34. Being cognizant of the recent sharp increase in food prices, we agreed to prioritize research and development as well as encouraging greater investment in food industry towards a comprehensive implementation of the ASEAN Integrated Food Security Framework.

35. While eagerly anticipating the signing of the ASEAN Plus Three Emergency Rice Reserve (APTERR) later this year, we requested relevant Ministers to look at the possibility of incorporating commodities other than rice within the APTERR mechanism. We were of the opinion that APTERR should not only be limited to secure stock in case of emergency but also to support countries in vulnerable position as a result of food price volatility and surge in food demand. We also underscored the importance of a coordinated food policy in the region, which shall cover among others trade information, stocks and demand, prices, and logistics.

36. While recognizing the continued progress in implementing the ASEAN Plan of Action on Energy Cooperation 2010-2015, we accepted that more concrete and action-oriented programs are necessary to boost energy efficiency and conservation in the region. We stressed again our determination to reduce dependence on oil and other fossil fuels, and to find viable renewable sources of energy.

37. Recalling the commitment to reduce green house gas emission, we encouraged all stakeholders in the region to embrace smart energy management in their economic activities.

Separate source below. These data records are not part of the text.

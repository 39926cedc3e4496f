use std::collections::BTreeMap;
use std::collections::HashMap;
use std::hash::BuildHasher;
use std::path::Path;

use derive_more::Deref;
use serde::Deserialize;
use serde::Serialize;

use crate::BrevmalError;
use crate::BrevmalResult;
use crate::tags::Dialect;
use crate::tags::TagSet;

/// A read-only table of values keyed by tag name.
///
/// Overrides, sample data and any other backing store (database, remote
/// service) satisfy the same contract.
pub trait ValueLookup {
	/// Return the value for `name`, or `None` when the table has no entry.
	fn lookup(&self, name: &str) -> Option<String>;
}

impl<S: BuildHasher> ValueLookup for HashMap<String, String, S> {
	fn lookup(&self, name: &str) -> Option<String> {
		self.get(name).cloned()
	}
}

impl ValueLookup for BTreeMap<String, String> {
	fn lookup(&self, name: &str) -> Option<String> {
		self.get(name).cloned()
	}
}

impl<T: ValueLookup + ?Sized> ValueLookup for &T {
	fn lookup(&self, name: &str) -> Option<String> {
		(**self).lookup(name)
	}
}

/// A table with no values. Every tag falls through to the next layer.
#[derive(Debug, Clone, Copy, Default)]
pub struct NoValues;

impl ValueLookup for NoValues {
	fn lookup(&self, _name: &str) -> Option<String> {
		None
	}
}

/// Known test/demo data used to preview documents before real data exists.
///
/// Nested tables are flattened into dotted keys, so
/// `{ "kjøper": { "navn": "Ola" } }` is looked up as `kjøper.navn`. Arrays
/// flatten to index keys (`rom.0`) and scalars to their string form. Nulls
/// are treated as absent.
#[derive(Debug, Clone, Default, PartialEq, Eq, Deref, Serialize)]
#[serde(transparent)]
pub struct SampleData(BTreeMap<String, String>);

impl SampleData {
	pub fn new() -> Self {
		Self::default()
	}

	/// Load sample data from a file. The format is chosen from the file
	/// extension: `json`, `toml`, `yaml` or `yml`.
	pub fn load(path: &Path) -> BrevmalResult<Self> {
		let display = path.display().to_string();
		let content = std::fs::read_to_string(path).map_err(|e| {
			BrevmalError::DataFile {
				path: display.clone(),
				reason: e.to_string(),
			}
		})?;
		let format = path
			.extension()
			.and_then(|e| e.to_str())
			.unwrap_or("")
			.to_ascii_lowercase();

		Self::parse(&content, &format, &display)
	}

	/// Parse sample data from `content` in the given `format`.
	pub fn parse(content: &str, format: &str, path_display: &str) -> BrevmalResult<Self> {
		let data_error = |reason: String| {
			BrevmalError::DataFile {
				path: path_display.to_string(),
				reason,
			}
		};

		let value: serde_json::Value = match format {
			"json" => serde_json::from_str(content).map_err(|e| data_error(e.to_string()))?,
			"toml" => {
				let table: toml::Table =
					toml::from_str(content).map_err(|e| data_error(e.to_string()))?;
				toml_to_json(toml::Value::Table(table))
			}
			"yaml" | "yml" => {
				serde_yaml_ng::from_str(content).map_err(|e| data_error(e.to_string()))?
			}
			other => return Err(BrevmalError::UnsupportedDataFormat(other.to_string())),
		};

		if !value.is_object() {
			return Err(data_error(
				"sample data must be a table of values at the top level".to_string(),
			));
		}

		Ok(Self::from_json(&value))
	}

	/// Flatten a JSON value into a sample table.
	pub fn from_json(value: &serde_json::Value) -> Self {
		let mut entries = BTreeMap::new();
		flatten_into("", value, &mut entries);
		Self(entries)
	}

	pub fn insert(&mut self, name: impl Into<String>, value: impl Into<String>) {
		self.0.insert(name.into(), value.into());
	}
}

impl<K: Into<String>, V: Into<String>> FromIterator<(K, V)> for SampleData {
	fn from_iter<T: IntoIterator<Item = (K, V)>>(iter: T) -> Self {
		Self(
			iter.into_iter()
				.map(|(name, value)| (name.into(), value.into()))
				.collect(),
		)
	}
}

impl ValueLookup for SampleData {
	fn lookup(&self, name: &str) -> Option<String> {
		self.0.get(name).cloned()
	}
}

fn flatten_into(prefix: &str, value: &serde_json::Value, entries: &mut BTreeMap<String, String>) {
	let key = |segment: &str| {
		if prefix.is_empty() {
			segment.to_string()
		} else {
			format!("{prefix}.{segment}")
		}
	};

	match value {
		serde_json::Value::Object(map) => {
			for (name, nested) in map {
				flatten_into(&key(name), nested, entries);
			}
		}
		serde_json::Value::Array(items) => {
			for (index, nested) in items.iter().enumerate() {
				flatten_into(&key(&index.to_string()), nested, entries);
			}
		}
		serde_json::Value::String(text) => {
			entries.insert(prefix.to_string(), text.clone());
		}
		serde_json::Value::Number(number) => {
			entries.insert(prefix.to_string(), number.to_string());
		}
		serde_json::Value::Bool(flag) => {
			entries.insert(prefix.to_string(), flag.to_string());
		}
		serde_json::Value::Null => {}
	}
}

fn toml_to_json(value: toml::Value) -> serde_json::Value {
	match value {
		toml::Value::String(text) => serde_json::Value::String(text),
		toml::Value::Integer(number) => serde_json::Value::from(number),
		toml::Value::Float(number) => {
			serde_json::Number::from_f64(number).map_or_else(
				|| serde_json::Value::String(number.to_string()),
				serde_json::Value::Number,
			)
		}
		toml::Value::Boolean(flag) => serde_json::Value::Bool(flag),
		toml::Value::Datetime(datetime) => serde_json::Value::String(datetime.to_string()),
		toml::Value::Array(items) => {
			serde_json::Value::Array(items.into_iter().map(toml_to_json).collect())
		}
		toml::Value::Table(table) => {
			serde_json::Value::Object(
				table
					.into_iter()
					.map(|(name, nested)| (name, toml_to_json(nested)))
					.collect(),
			)
		}
	}
}

/// The layer that produced a resolved value.
#[derive(Debug, Clone, Copy, PartialEq, Eq, Serialize, Deserialize)]
#[serde(rename_all = "kebab-case")]
pub enum ValueSource {
	/// An explicit, non-empty user edit.
	Override,
	/// A value from the sample table.
	Sample,
	/// No value was found; the tag is reproduced in bracket form.
	Fallback,
}

/// A tag together with its resolved value and the layer it came from.
#[derive(Debug, Clone, PartialEq, Eq, Serialize, Deserialize)]
pub struct Resolution {
	pub name: String,
	pub value: String,
	pub source: ValueSource,
}

/// Resolves tag names against the override and sample layers for one dialect.
#[derive(Clone, Copy)]
pub struct Resolver<'a> {
	dialect: Dialect,
	overrides: &'a dyn ValueLookup,
	sample: &'a dyn ValueLookup,
}

impl<'a> Resolver<'a> {
	pub fn new(
		dialect: Dialect,
		overrides: &'a dyn ValueLookup,
		sample: &'a dyn ValueLookup,
	) -> Self {
		Self {
			dialect,
			overrides,
			sample,
		}
	}

	pub fn dialect(&self) -> Dialect {
		self.dialect
	}

	/// Resolve a single tag name to its substitution string.
	pub fn resolve(&self, name: &str) -> String {
		self.resolve_with_source(name).value
	}

	/// Resolve a tag name and report which layer supplied the value.
	///
	/// An override wins only when it is non-empty. A sample value wins when
	/// present, even when empty. Otherwise the tag is reproduced in its
	/// original bracket syntax so it stays visible in the output.
	pub fn resolve_with_source(&self, name: &str) -> Resolution {
		let (value, source) = if let Some(value) = self
			.overrides
			.lookup(name)
			.filter(|value| !value.is_empty())
		{
			(value, ValueSource::Override)
		} else if let Some(value) = self.sample.lookup(name) {
			(value, ValueSource::Sample)
		} else {
			(self.dialect.wrap(name), ValueSource::Fallback)
		};

		Resolution {
			name: name.to_string(),
			value,
			source,
		}
	}

	/// Resolve every tag in discovery order.
	pub fn resolve_all(&self, tags: &TagSet) -> Vec<Resolution> {
		tags.iter().map(|name| self.resolve_with_source(name)).collect()
	}
}

/// Resolve a tag name with the given layers. See
/// [`Resolver::resolve_with_source`] for the precedence rules.
pub fn resolve(
	name: &str,
	dialect: Dialect,
	overrides: &dyn ValueLookup,
	sample: &dyn ValueLookup,
) -> String {
	Resolver::new(dialect, overrides, sample).resolve(name)
}

/// Replace every literal occurrence of each tag with its resolved value.
///
/// Tags are processed once each, in discovery order. Replacement values are
/// never rescanned for new tags, so expansion is bounded even when a value
/// itself contains bracket sequences.
pub fn substitute_all(markup: &str, tags: &TagSet, resolver: &Resolver<'_>) -> String {
	let mut result = markup.to_string();

	for name in tags {
		let literal = resolver.dialect().wrap(name);
		if !result.contains(&literal) {
			continue;
		}

		let value = resolver.resolve(name);
		if value != literal {
			result = result.replace(&literal, &value);
		}
	}

	result
}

We also tasked our relevant Ministers to expedite the realization of ASEAN Power Grid and to find affordable and stable sources of energy in rural areas.

Equitable Economic Development

38. Mindful of the fact that no segment of the society should be left out from the benefits of ASEAN’s economic integration, more emphasis should be given on realizing ASEAN as a region of equitable economic development. We welcomed the discussions that have been initiated among Ministers on ways to further enhance, in parallel, the Third Pillar of the ASEAN Economic Community Blueprint; that is, Small and Medium-sized Enterprises (SMEs) development and the narrowing of development gaps amongst and with ASEAN Member States.

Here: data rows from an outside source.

use std::path::PathBuf;

use clap::Parser;
use clap::Subcommand;
use clap::ValueEnum;

#[derive(Parser)]
#[command(
	author,
	version,
	about = "Scan, render, version and sanitize merge-field document templates.",
	long_about = "brevmal manages branded correspondence templates: letters, emails and SMS \
	              messages with merge-field tags such as `[[kjøper.navn]]` or `[navn]`.\n\nQuick \
	              start:\n  brevmal init                 Create a brevmal.toml\n  brevmal scan \
	              DOC             List the tags of a document\n  brevmal render DOC -t print  \
	              Render a document with sample data\n  brevmal sanitize SRC DEST    Migrate \
	              legacy documents"
)]
pub struct BrevmalCli {
	#[command(subcommand)]
	pub command: Option<Commands>,

	/// Path to the project root directory.
	#[arg(long, short, global = true)]
	pub path: Option<PathBuf>,

	/// Enable verbose output and debug logging.
	#[arg(long, short, global = true, default_value_t = false)]
	pub verbose: bool,

	/// Disable colored output.
	#[arg(long, global = true, default_value_t = false)]
	pub no_color: bool,
}

#[derive(Subcommand)]
pub enum Commands {
	/// Create a sample `brevmal.toml` in the project root.
	///
	/// If a config file already exists this command is a no-op and exits
	/// successfully.
	Init,
	/// List the merge-field tags of a document.
	///
	/// Tags are collected from the subject, header, body and footer after
	/// resource fragments are injected, in order of first occurrence.
	/// Malformed tag syntax in the document body is reported as well.
	Scan {
		/// Document path inside the document store, for example
		/// `salg/kontrakt.html`.
		doc: String,

		/// Output format.
		#[arg(long, value_enum, default_value_t = OutputFormat::Text)]
		format: OutputFormat,
	},
	/// Render a document for one presentation channel.
	///
	/// Values come from `--set` overrides first, then from the sample data
	/// file configured in `brevmal.toml`. Tags without a value stay visible
	/// in bracket form.
	Render {
		/// Document path inside the document store.
		doc: String,

		/// Presentation channel: `print`, `desktop-email`, `mobile-email` or
		/// `sms`.
		#[arg(long, short, default_value = "print")]
		target: String,

		/// Override a tag value, as `name=value`. May be repeated.
		#[arg(long = "set", value_name = "NAME=VALUE")]
		set: Vec<String>,

		/// Write the output to a file instead of stdout.
		#[arg(long, short)]
		output: Option<PathBuf>,
	},
	/// List every saved version of a document.
	Versions {
		/// Any version of the document, for example `salg/kontrakt.v2.html`.
		doc: String,
	},
	/// Print the filename the next version of a document would receive.
	NextVersion {
		/// A filename such as `kontrakt.html` or `kontrakt.v3.html`.
		filename: String,
	},
	/// Migrate legacy documents from one directory into another.
	///
	/// Every document is normalized independently. Malformed documents are
	/// reported and skipped; the rest are written to the destination. Exits
	/// with a non-zero status code if any document failed.
	Sanitize {
		/// Directory holding the legacy documents.
		source: PathBuf,

		/// Directory the sanitized documents are written to.
		dest: PathBuf,

		/// Number of worker threads. Defaults to the configured value, or the
		/// available parallelism.
		#[arg(long)]
		workers: Option<usize>,

		/// Report what would change without writing anything.
		#[arg(long, default_value_t = false)]
		dry_run: bool,

		/// Show a diff of the changes for every sanitized document.
		#[arg(long, default_value_t = false)]
		diff: bool,

		/// Output format.
		#[arg(long, value_enum, default_value_t = OutputFormat::Text)]
		format: OutputFormat,
	},
}

#[derive(Debug, Clone, Copy, ValueEnum)]
pub enum OutputFormat {
	/// Human-readable text output with colors and formatting.
	Text,
	/// JSON output for programmatic consumption.
	Json,
}

/// Split a `--set` argument into a tag name and value. The value may itself
/// contain `=`.
pub fn parse_assignment(assignment: &str) -> Option<(String, String)> {
	let (name, value) = assignment.split_once('=')?;
	let name = name.trim();
	if name.is_empty() {
		return None;
	}

	Some((name.to_string(), value.to_string()))
}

39. For ASEAN SMEs to benefit from economic integration in 2015, we must enable them to compete in the free market system. In this regard, ASEAN SMEs must have better access to technology, market, and especially financing, through financial inclusion programme.

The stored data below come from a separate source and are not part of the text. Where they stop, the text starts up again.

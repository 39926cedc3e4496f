use std::sync::atomic::AtomicUsize;
use std::sync::atomic::Ordering;

use rstest::rstest;
use similar_asserts::assert_eq;
use tracing_test::traced_test;

use super::__fixtures::*;
use super::*;
use crate::version;

// Tag scanning

#[rstest]
#[case::empty("", Dialect::Double, vec![])]
#[case::first_occurrence_order("Hei [[b]] og [[a]] og [[b]]", Dialect::Double, vec!["b", "a"])]
#[case::dotted_names("[[kjøper.navn]], [[eiendom.adresse]]", Dialect::Double, vec!["kjøper.navn", "eiendom.adresse"])]
#[case::verbatim_whitespace("[[ navn ]]", Dialect::Double, vec![" navn "])]
#[case::double_ignores_single("[[a]] [b]", Dialect::Double, vec!["a"])]
#[case::single("Hei [mottaker.fornavn], bud [bud.sum]", Dialect::Single, vec!["mottaker.fornavn", "bud.sum"])]
#[case::single_inside_double("[[not.a.tag]]", Dialect::Single, vec!["not.a.tag"])]
#[case::empty_brackets("[[]] []", Dialect::Double, vec![])]
fn scan_tags(#[case] markup: &str, #[case] dialect: Dialect, #[case] expected: Vec<&str>) {
	let tags = scan(markup, dialect);
	assert_eq!(tags.iter().map(String::as_str).collect::<Vec<_>>(), expected);
}

#[test]
fn scan_all_merges_parts_in_order() {
	let tags = scan_all(&["[[c]] [[a]]", "[[a]] [[b]]", ""], Dialect::Double);
	assert_eq!(tags.into_vec(), vec!["c", "a", "b"]);
}

#[rstest]
#[case::unterminated_double("Hei [[navn", Dialect::Double, vec![TagDiagnostic::UnterminatedTag { point: Point::new(1, 5, 4) }])]
#[case::unmatched_close("x ]] y", Dialect::Double, vec![TagDiagnostic::UnmatchedClose { point: Point::new(1, 3, 2) }])]
#[case::second_line("[[a]]\n[[b", Dialect::Double, vec![TagDiagnostic::UnterminatedTag { point: Point::new(2, 1, 6) }])]
#[case::unterminated_single("Hei [navn", Dialect::Single, vec![TagDiagnostic::UnterminatedTag { point: Point::new(1, 5, 4) }])]
#[case::well_formed("[[a]] og [[b]]", Dialect::Double, vec![])]
fn scan_reports_malformed_tags(
	#[case] markup: &str,
	#[case] dialect: Dialect,
	#[case] expected: Vec<TagDiagnostic>,
) {
	let (_, diagnostics) = scan_with_diagnostics(markup, dialect);
	assert_eq!(diagnostics, expected);
}

#[test]
fn malformed_tags_are_not_discovered() {
	let (tags, diagnostics) = scan_with_diagnostics("[[a]] [[b", Dialect::Double);
	assert_eq!(tags.into_vec(), vec!["a"]);
	assert_eq!(diagnostics.len(), 1);
	assert_eq!(diagnostics[0].message(), "unterminated tag at 1:7");
}

#[rstest]
#[case("salg/kontrakt.html", Dialect::Double)]
#[case("sms/bud.html", Dialect::Single)]
#[case("kunder/SMS/bud.v2.html", Dialect::Single)]
#[case("salg/smsvarsel.html", Dialect::Double)]
fn dialect_follows_path_segments(#[case] path: &str, #[case] expected: Dialect) {
	assert_eq!(Dialect::for_path(path), expected);
	assert_eq!(doc_path(path).dialect(), expected);
}

// Value resolution

#[rstest]
#[case::override_wins(Some("Kari"), Some("Ola"), "Kari", ValueSource::Override)]
#[case::empty_override_falls_through(Some(""), Some("Ola"), "Ola", ValueSource::Sample)]
#[case::empty_sample_is_kept(None, Some(""), "", ValueSource::Sample)]
#[case::fallback(None, None, "[[kjøper.navn]]", ValueSource::Fallback)]
fn resolution_precedence(
	#[case] override_value: Option<&str>,
	#[case] sample_value: Option<&str>,
	#[case] expected: &str,
	#[case] source: ValueSource,
) {
	let overrides = overrides(
		&override_value
			.map(|value| vec![("kjøper.navn", value)])
			.unwrap_or_default(),
	);
	let sample: SampleData = sample_value
		.map(|value| vec![("kjøper.navn", value)])
		.unwrap_or_default()
		.into_iter()
		.collect();

	let resolver = Resolver::new(Dialect::Double, &overrides, &sample);
	let resolution = resolver.resolve_with_source("kjøper.navn");
	assert_eq!(resolution.value, expected);
	assert_eq!(resolution.source, source);
}

#[test]
fn single_dialect_fallback_uses_single_brackets() {
	assert_eq!(resolve("navn", Dialect::Single, &NoValues, &NoValues), "[navn]");
}

#[test]
fn resolution_is_idempotent() {
	let sample = sample_data();
	let overrides = overrides(&[("eiendom.adresse", "Kirkeveien 2")]);
	let resolver = Resolver::new(Dialect::Double, &overrides, &sample);
	let markup = "[[kjøper.navn]] kjøper [[eiendom.adresse]] for [[pris]]";
	let tags = scan(markup, Dialect::Double);

	for name in &tags {
		assert_eq!(resolver.resolve(name), resolver.resolve(name));
	}
	assert_eq!(
		substitute_all(markup, &tags, &resolver),
		substitute_all(markup, &tags, &resolver)
	);
	assert_eq!(
		substitute_all(markup, &tags, &resolver),
		"Ola Nordmann kjøper Kirkeveien 2 for [[pris]]"
	);
}

#[test]
fn unresolved_tags_stay_visible() {
	let markup = "<p>Hei [[ukjent.felt]], se [[ukjent.felt]]</p>";
	let tags = scan(markup, Dialect::Double);
	let resolver = Resolver::new(Dialect::Double, &NoValues, &NoValues);

	assert_eq!(substitute_all(markup, &tags, &resolver), markup);
}

#[test]
fn single_dialect_leaves_outer_brackets_literal() {
	let markup = "Ref [[not.a.tag]]";
	let tags = scan(markup, Dialect::Single);

	let unresolved = Resolver::new(Dialect::Single, &NoValues, &NoValues);
	assert_eq!(substitute_all(markup, &tags, &unresolved), "Ref [[not.a.tag]]");

	let sample: SampleData = [("not.a.tag", "X")].into_iter().collect();
	let resolved = Resolver::new(Dialect::Single, &NoValues, &sample);
	assert_eq!(substitute_all(markup, &tags, &resolved), "Ref [X]");
}

#[test]
fn substituted_values_are_not_rescanned() {
	let sample: SampleData = [("a", "[[c]]"), ("c", "C")].into_iter().collect();
	let resolver = Resolver::new(Dialect::Double, &NoValues, &sample);
	let tags = scan("[[a]]", Dialect::Double);

	assert_eq!(substitute_all("[[a]]", &tags, &resolver), "[[c]]");
}

#[test]
fn resolve_all_reports_sources_in_discovery_order() {
	let sample = sample_data();
	let overrides = overrides(&[("mottaker.fornavn", "Lise")]);
	let resolver = Resolver::new(Dialect::Double, &overrides, &sample);
	let tags = scan("[[mottaker.fornavn]] [[kjøper.navn]] [[pris]]", Dialect::Double);

	let sources: Vec<(String, ValueSource)> = resolver
		.resolve_all(&tags)
		.into_iter()
		.map(|resolution| (resolution.name, resolution.source))
		.collect();
	assert_eq!(
		sources,
		vec![
			("mottaker.fornavn".to_string(), ValueSource::Override),
			("kjøper.navn".to_string(), ValueSource::Sample),
			("pris".to_string(), ValueSource::Fallback),
		]
	);
}

// Sample data

#[test]
fn sample_data_flattens_json() -> BrevmalResult<()> {
	let content = r#"{
		"kjøper": { "navn": "Ola", "adresse": { "by": "Oslo" } },
		"rom": ["stue", "kjøkken"],
		"pris": 3500000,
		"solgt": false,
		"megler": null
	}"#;
	let sample = SampleData::parse(content, "json", "sample.json")?;

	assert_eq!(sample.lookup("kjøper.navn").as_deref(), Some("Ola"));
	assert_eq!(sample.lookup("kjøper.adresse.by").as_deref(), Some("Oslo"));
	assert_eq!(sample.lookup("rom.1").as_deref(), Some("kjøkken"));
	assert_eq!(sample.lookup("pris").as_deref(), Some("3500000"));
	assert_eq!(sample.lookup("solgt").as_deref(), Some("false"));
	assert_eq!(sample.lookup("megler"), None);

	Ok(())
}

#[rstest]
#[case::toml("toml", "[kjøper]\nnavn = \"Ola\"\n\n[eiendom]\nareal = 84.5\n")]
#[case::yaml("yaml", "kjøper:\n  navn: Ola\neiendom:\n  areal: 84.5\n")]
fn sample_data_formats(#[case] format: &str, #[case] content: &str) -> BrevmalResult<()> {
	let sample = SampleData::parse(content, format, "sample")?;
	assert_eq!(sample.lookup("kjøper.navn").as_deref(), Some("Ola"));
	assert_eq!(sample.lookup("eiendom.areal").as_deref(), Some("84.5"));

	Ok(())
}

#[test]
fn sample_data_rejects_unknown_formats_and_non_tables() {
	assert!(matches!(
		SampleData::parse("<x/>", "xml", "sample.xml"),
		Err(BrevmalError::UnsupportedDataFormat(format)) if format == "xml"
	));
	assert!(matches!(
		SampleData::parse("[1, 2]", "json", "sample.json"),
		Err(BrevmalError::DataFile { .. })
	));
}

// Resource injection

#[rstest]
#[case::paired(r#"<div data-system-resource="system-style"></div>"#)]
#[case::self_closing("<div data-system-resource='system-style'/>")]
#[case::case_insensitive("<DIV class=\"x\" DATA-SYSTEM-RESOURCE=\"system-style\">old\ncontent</DIV>")]
fn marker_is_replaced_by_fragment(#[case] marker_markup: &str) -> BrevmalResult<()> {
	let marker = MarkerPattern::default().marker("system-style")?;
	let markup = format!("<p>a</p>{marker_markup}<p>b</p>");

	assert!(marker.is_present(&markup));
	assert_eq!(
		inject(&markup, &marker, Some("<style>#123456</style>")),
		"<p>a</p><style>#123456</style><p>b</p>"
	);

	Ok(())
}

#[test]
fn every_marker_occurrence_is_replaced() -> BrevmalResult<()> {
	let marker = MarkerPattern::default().marker("logo")?;
	let markup = r#"<div data-system-resource="logo"></div>|<div data-system-resource="logo"></div>"#;

	assert_eq!(inject(markup, &marker, Some("L")), "L|L");
	Ok(())
}

#[test]
fn injection_without_marker_or_fragment() -> BrevmalResult<()> {
	let marker = MarkerPattern::default().marker("logo")?;
	assert_eq!(inject("<p>uendret</p>", &marker, Some("L")), "<p>uendret</p>");
	assert_eq!(
		inject(r#"<p>a</p><div data-system-resource="logo"></div>"#, &marker, None),
		"<p>a</p>"
	);

	Ok(())
}

#[test]
fn fragments_are_inserted_verbatim() -> BrevmalResult<()> {
	let marker = MarkerPattern::default().marker("pris")?;
	let markup = r#"<div data-system-resource="pris"></div>"#;

	assert_eq!(inject(markup, &marker, Some("$1 [[pris]]")), "$1 [[pris]]");
	Ok(())
}

#[test]
fn custom_marker_pattern() -> BrevmalResult<()> {
	let pattern = MarkerPattern {
		element: "section".to_string(),
		attribute: "data-fragment".to_string(),
	};
	let markup = r#"<div data-system-resource="a"></div><section data-fragment="a">x</section>"#;

	assert_eq!(marker_names(markup, &pattern)?, vec!["a"]);
	assert_eq!(
		inject(markup, &pattern.marker("a")?, Some("A")),
		r#"<div data-system-resource="a"></div>A"#
	);

	Ok(())
}

#[test]
fn invalid_marker_pattern_is_rejected() {
	let pattern = MarkerPattern {
		element: "div>".to_string(),
		..MarkerPattern::default()
	};
	assert!(matches!(
		pattern.marker("a"),
		Err(BrevmalError::InvalidMarkerPattern(_))
	));
}

#[test]
fn marker_names_are_unique_in_order() -> BrevmalResult<()> {
	let markup = concat!(
		r#"<div data-system-resource="b"></div>"#,
		r#"<div data-system-resource='a'></div>"#,
		r#"<div data-system-resource="b"/>"#,
	);
	assert_eq!(marker_names(markup, &MarkerPattern::default())?, vec!["b", "a"]);

	Ok(())
}

#[rstest]
#[case::outer_first(
	"<div data-system-resource=\"a\"></div><div data-system-resource=\"b\"></div>",
	"<section><div data-system-resource=\"b\"></div></section>B!"
)]
#[case::inner_first(
	"<div data-system-resource=\"b\"></div><div data-system-resource=\"a\"></div>",
	"B!<section><div data-system-resource=\"b\"></div></section>"
)]
fn markers_inside_fragments_are_kept(
	#[case] markup: &str,
	#[case] expected: &str,
) -> BrevmalResult<()> {
	let store = MemoryFragmentStore::new()
		.with("a", r#"<section><div data-system-resource="b"></div></section>"#)
		.with("b", "B!");

	let (injected, warnings) = inject_all(markup, &MarkerPattern::default(), &store)?;

	assert_eq!(injected, expected);
	assert!(warnings.is_empty());

	Ok(())
}

struct CountingFragments {
	inner: MemoryFragmentStore,
	reads: AtomicUsize,
}

impl FragmentStore for CountingFragments {
	fn read_fragment(&self, name: &str) -> BrevmalResult<Option<String>> {
		self.reads.fetch_add(1, Ordering::SeqCst);
		self.inner.read_fragment(name)
	}
}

40. Building on this, we task our Ministers to enhance its existing work programme with stronger commitment and develop a Framework/Guiding Principles for Equitable Economic Development, which should include new elements of high-impact targets and quick wins, and goes beyond 2015. We resolved to intensify our efforts at implementing initiatives under IAI, including by engaging Dialogue Partners and Development Partners in our efforts to bridge the development gap. We welcomed the successful outcome of the 3rd IAI Development Cooperation Forum (IDCF-3).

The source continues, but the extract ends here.